Esta foi a saída encontrada pelo governo, já que há dificuldade para votação, na Câmara, da MP que já está em vigor com o mesmo índice de reajuste. Com isso, a MP não será votada na Câmara e perderá a validade no próximo dia 10.

Segundo o líder petista, a MP não reproduzirá o mesmo texto da atual. Haverá um desmembramento de dispositivos, especificando a correção monetária de 3,14% e definindo um ganho real. "Todos estão seguros de que não haverá problemas jurídicos com a MP", afirmou.
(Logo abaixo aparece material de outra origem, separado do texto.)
//! # Joystick Device Module
//!
//! Detects, opens and reads a joystick through the Linux evdev interface and
//! turns its events into [`RawEvent`]s with SDL-style numbering.
//!
//! ## Detection
//!
//! A device counts as a joystick when it reports keys in the joystick/gamepad
//! button range (`BTN_JOYSTICK` to `BTN_DIGI`). Exactly one must be connected
//! unless a device path is configured.
//!
//! ## Numbering
//!
//! | Control | Index |
//! |---------|-------|
//! | Buttons | Supported keys from `BTN_JOYSTICK` upwards, then `BTN_MISC` to `BTN_JOYSTICK` |
//! | Axes | Supported absolute axes in code order, hat axes excluded |
//! | Hats | `ABS_HAT0X/Y` is hat 0, `ABS_HAT1X/Y` is hat 1, ... |
//!
//! For an X-Box 360 pad this gives A=0, B=1, X=2, Y=3, LB=4, RB=5, Back=6,
//! Start=7, Guide=8, left stick click=9, right stick click=10 and axes
//! left X=0, left Y=1, LT=2, right X=3, right Y=4, RT=5.
//!
//! Axis values are rescaled from the device range to `-32768..=32767`.

use evdev::{AbsoluteAxisType, Device, EventStream, InputEvent, InputEventKind};
use std::path::{Path, PathBuf};
use tracing::{debug, info, warn};

use super::event::RawEvent;
use crate::error::{PadError, Result};
use crate::session::runner::EventSource;

/// First generic button code (`BTN_0`).
pub const BTN_MISC: u16 = 0x100;
/// First joystick button code (`BTN_TRIGGER`).
pub const BTN_JOYSTICK: u16 = 0x120;
/// First digitizer code, end of the gamepad range.
pub const BTN_DIGI: u16 = 0x140;

/// `ABS_HAT0X`
pub const ABS_HAT_FIRST: u16 = 0x10;
/// `ABS_HAT3Y`
pub const ABS_HAT_LAST: u16 = 0x17;
/// Hats addressable through `ABS_HAT0X..=ABS_HAT3Y`.
pub const HAT_COUNT: usize = 4;

const HAT_UP: u8 = 0x1;
const HAT_RIGHT: u8 = 0x2;
const HAT_DOWN: u8 = 0x4;
const HAT_LEFT: u8 = 0x8;

/// Reported range of one absolute axis.
#[derive(Debug, Clone, Copy, PartialEq, Eq)]
pub struct AxisRange {
    pub code: u16,
    pub minimum: i32,
    pub maximum: i32,
}

/// Dense button and axis numbering of one device.
#[derive(Debug, Clone, PartialEq, Eq, Default)]
pub struct JoystickLayout {
    buttons: Vec<u16>,
    axes: Vec<AxisRange>,
    hats: usize,
}

impl JoystickLayout {
    /// Builds the numbering from key codes and absolute axes.
    ///
    /// Hat axes among `axes` are counted as hats, not numbered as axes.
    #[must_use]
    pub fn new(keys: impl IntoIterator<Item = u16>, axes: impl IntoIterator<Item = AxisRange>) -> Self {
        let mut keys: Vec<u16> = keys.into_iter().collect();
        keys.sort_unstable();
        keys.dedup();

        let mut buttons: Vec<u16> = keys.iter().copied().filter(|&code| code >= BTN_JOYSTICK).collect();
        buttons.extend(keys.iter().copied().filter(|&code| (BTN_MISC..BTN_JOYSTICK).contains(&code)));

        let mut hat_axes = Vec::new();
        let mut numbered = Vec::new();
        for range in axes {
            if is_hat_axis(range.code) {
                hat_axes.push(range.code);
            } else {
                numbered.push(range);
            }
        }
        numbered.sort_unstable_by_key(|range| range.code);
        numbered.dedup_by_key(|range| range.code);

        hat_axes.sort_unstable();
        hat_axes.dedup_by_key(|code| hat_id(*code));

        Self {
            buttons,
            axes: numbered,
            hats: hat_axes.len(),
        }
    }

    /// Reads the layout of an open device.
    ///
    /// # Errors
    ///
    /// Returns `Joystick` error if the axis ranges cannot be queried.
    pub fn from_device(device: &Device) -> Result<Self> {
        let keys: Vec<u16> = device
            .supported_keys()
            .map(|keys| keys.iter().map(|key| key.code()).collect())
            .unwrap_or_default();

        let axis_codes: Vec<AbsoluteAxisType> = device
            .supported_absolute_axes()
            .map(|axes| axes.iter().collect())
            .unwrap_or_default();

        let abs_state = if axis_codes.is_empty() {
            None
        } else {
            Some(device.get_abs_state().map_err(|e| {
                PadError::Joystick(format!("Failed to read axis ranges: {}", e))
            })?)
        };

        let axes = axis_codes.into_iter().map(|axis| {
            let (minimum, maximum) = abs_state
                .as_ref()
                .and_then(|state| state.get(axis.0 as usize))
                .map(|info| (info.minimum, info.maximum))
                .unwrap_or((i32::from(i16::MIN), i32::from(i16::MAX)));
            AxisRange { code: axis.0, minimum, maximum }
        });

        Ok(Self::new(keys, axes))
    }

    /// Index of button `code`, if the device has it.
    #[must_use]
    pub fn button_index(&self, code: u16) -> Option<usize> {
        self.buttons.iter().position(|&c| c == code)
    }

    /// Index and range of axis `code`, if the device has it.
    #[must_use]
    pub fn axis(&self, code: u16) -> Option<(usize, &AxisRange)> {
        self.axes
            .iter()
            .enumerate()
            .find(|(_, range)| range.code == code)
    }

    #[must_use]
    pub fn button_count(&self) -> usize {
        self.buttons.len()
    }

    #[must_use]
    pub fn axis_count(&self) -> usize {
        self.axes.len()
    }

    #[must_use]
    pub fn hat_count(&self) -> usize {
        self.hats
    }
}

fn is_hat_axis(code: u16) -> bool {
    (ABS_HAT_FIRST..=ABS_HAT_LAST).contains(&code)
}

fn hat_id(code: u16) -> usize {
    usize::from((code - ABS_HAT_FIRST) / 2)
}

/// Rescales `value` from `[minimum, maximum]` to the signed 16-bit range.
///
/// A degenerate range passes the value through, clamped.
#[must_use]
pub fn rescale_axis(value: i32, minimum: i32, maximum: i32) -> i16 {
    let scaled = if maximum > minimum {
        let span = i64::from(maximum) - i64::from(minimum);
        (i64::from(value) - i64::from(minimum)) * 65535 / span - 32768
    } else {
        i64::from(value)
    };
    scaled.clamp(i64::from(i16::MIN), i64::from(i16::MAX)) as i16
}

/// Returns `true` if the device reports joystick or gamepad buttons.
#[must_use]
pub fn is_joystick(device: &Device) -> bool {
    device
        .supported_keys()
        .map(|keys| keys.iter().any(|key| (BTN_JOYSTICK..BTN_DIGI).contains(&key.code())))
        .unwrap_or(false)
}

/// Converts evdev events into raw events using a device layout.
///
/// Hat axes arrive as separate X and Y values; the translator keeps the last
/// pair per hat and reports the combined mask.
#[derive(Debug, Clone)]
pub struct EventTranslator {
    layout: JoystickLayout,
    hats: [(i32, i32); HAT_COUNT],
}

impl EventTranslator {
    #[must_use]
    pub fn new(layout: JoystickLayout) -> Self {
        Self {
            layout,
            hats: [(0, 0); HAT_COUNT],
        }
    }

    #[must_use]
    pub fn layout(&self) -> &JoystickLayout {
        &self.layout
    }

    /// Translates one evdev event.
    ///
    /// Returns `None` for sync and scan-code events and for key auto-repeat.
    pub fn translate(&mut self, event: &InputEvent) -> Option<RawEvent> {
        let unknown = RawEvent::Unknown {
            kind: event.event_type().0,
            code: event.code(),
        };

        match event.kind() {
            InputEventKind::Synchronization(_) | InputEventKind::Misc(_) => None,
            InputEventKind::Key(key) => {
                let Some(index) = self.layout.button_index(key.code()) else {
                    return Some(unknown);
                };
                match event.value() {
                    0 => Some(RawEvent::Button { index, pressed: false }),
                    1 => Some(RawEvent::Button { index, pressed: true }),
                    _ => None,
                }
            }
            InputEventKind::AbsAxis(axis) if is_hat_axis(axis.0) => {
                Some(self.translate_hat(axis.0, event.value()))
            }
            InputEventKind::AbsAxis(axis) => match self.layout.axis(axis.0) {
                Some((index, range)) => Some(RawEvent::Axis {
                    index,
                    value: rescale_axis(event.value(), range.minimum, range.maximum),
                }),
                None => Some(unknown),
            },
            _ => Some(unknown),
        }
    }

    fn translate_hat(&mut self, code: u16, value: i32) -> RawEvent {
        let hat = hat_id(code);
        let (x, y) = &mut self.hats[hat];
        if (code - ABS_HAT_FIRST) % 2 == 0 {
            *x = value;
        } else {
            *y = value;
        }

        let (x, y) = self.hats[hat];
        let mut mask = 0;
        if y < 0 {
            mask |= HAT_UP;
        }
        if x > 0 {
            mask |= HAT_RIGHT;
        }
        if y > 0 {
            mask |= HAT_DOWN;
        }
        if x < 0 {
            mask |= HAT_LEFT;
        }

        RawEvent::Hat { hat, mask }
    }
}

/// An open joystick delivering raw events.
pub struct Joystick {
    device_path: String,
    name: String,
    stream: EventStream,
    translator: EventTranslator,
}

impl std::fmt::Debug for Joystick {
    fn fmt(&self, f: &mut std::fmt::Formatter<'_>) -> std::fmt::Result {
        f.debug_struct("Joystick")
            .field("device_path", &self.device_path)
            .field("name", &self.name)
            .finish_non_exhaustive()
    }
}

impl Joystick {
    /// Opens the configured device, or auto-detects the only joystick.
    ///
    /// # Errors
    ///
    /// - `JoystickNotFound`: no joystick connected
    /// - `AmbiguousJoystick`: several joysticks connected and no path given
    /// - `Joystick`: the device cannot be opened or read
    ///
    /// # Examples
    ///
    /// ```no_run
    /// use dictapi_pad::controller::joystick::Joystick;
    ///
    /// # #[tokio::main(flavor = "current_thread")]
    /// # async fn main() -> anyhow::Result<()> {
    /// let joystick = Joystick::open(None)?;
    /// println!("Connected to: {}", joystick.device_path());
    /// # Ok(())
    /// # }
    /// ```
    pub fn open(path: Option<&Path>) -> Result<Self> {
        let (path, device) = match path {
            Some(path) => {
                let device = Device::open(path).map_err(|e| {
                    PadError::Joystick(format!("Failed to open {}: {}", path.display(), e))
                })?;
                if !is_joystick(&device) {
                    warn!("{} does not report joystick buttons", path.display());
                }
                (path.to_path_buf(), device)
            }
            None => Self::detect()?,
        };

        let layout = JoystickLayout::from_device(&device)?;
        let name = device.name().unwrap_or("unknown").to_string();
        let device_path = path.to_string_lossy().to_string();

        info!("Connected device: {} at {}", name, device_path);
        info!(
            "buttons: {}, axes: {}, hats: {}",
            layout.button_count(),
            layout.axis_count(),
            layout.hat_count()
        );

        let stream = device
            .into_event_stream()
            .map_err(|e| PadError::Joystick(format!("Failed to start event stream: {}", e)))?;

        Ok(Self {
            device_path,
            name,
            stream,
            translator: EventTranslator::new(layout),
        })
    }

    fn detect() -> Result<(PathBuf, Device)> {
        let mut candidates: Vec<(PathBuf, Device)> = evdev::enumerate()
            .filter(|(path, device)| {
                debug!(
                    "Found input device: {} ({})",
                    path.display(),
                    device.name().unwrap_or("unnamed")
                );
                is_joystick(device)
            })
            .collect();

        match candidates.len() {
            0 => Err(PadError::JoystickNotFound),
            1 => Ok(candidates.remove(0)),
            n => {
                for (path, device) in &candidates {
                    warn!("Joystick candidate: {} ({})", path.display(), device.name().unwrap_or("unnamed"));
                }
                Err(PadError::AmbiguousJoystick(n))
            }
        }
    }

    #[must_use]
    pub fn device_path(&self) -> &str {
        &self.device_path
    }

    #[must_use]
    pub fn name(&self) -> &str {
        &self.name
    }

    #[must_use]
    pub fn layout(&self) -> &JoystickLayout {
        self.translator.layout()
    }
}

impl EventSource for Joystick {
    async fn next_event(&mut self) -> Result<Option<RawEvent>> {
        loop {
            let event = self
                .stream
                .next_event()
                .await
                .map_err(|e| PadError::Joystick(format!("Failed to fetch events: {}", e)))?;

            if let Some(raw) = self.translator.translate(&event) {
                return Ok(Some(raw));
            }
        }
    }
}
Além disso, Fontana duvida que algum partido, mesmo de oposição, recorra ao Supremo Tribunal Federal contra uma medida provisória que dará um benefício aos aposentados. Ele acredita que haverá desgaste político para quem impedir na Justiça o pagamento do aumento de 5% nos benefícios. A legislação proíbe a reedição de MPs.

Disputa

Uma disputa política entre governo e oposição tem impedido a votação da MP. O PFL insiste em votar a proposta de reajuste de 16,67% para as aposentadorias e, como o governo não tem votos para manter a MP original que concede os 5%, o PT tem obstruído as votações desde o dia 7 de junho. O líder do PT acredita que, em outubro, após as eleições, a nova MP poderá ser votada. "Depois das eleições, os ânimos estarão serenados para a votação."

A aprovação de um índice maior de reajuste obrigaria o presidente Lula a vetar a alteração, assumindo um desgaste com os aposentados em véspera de eleição.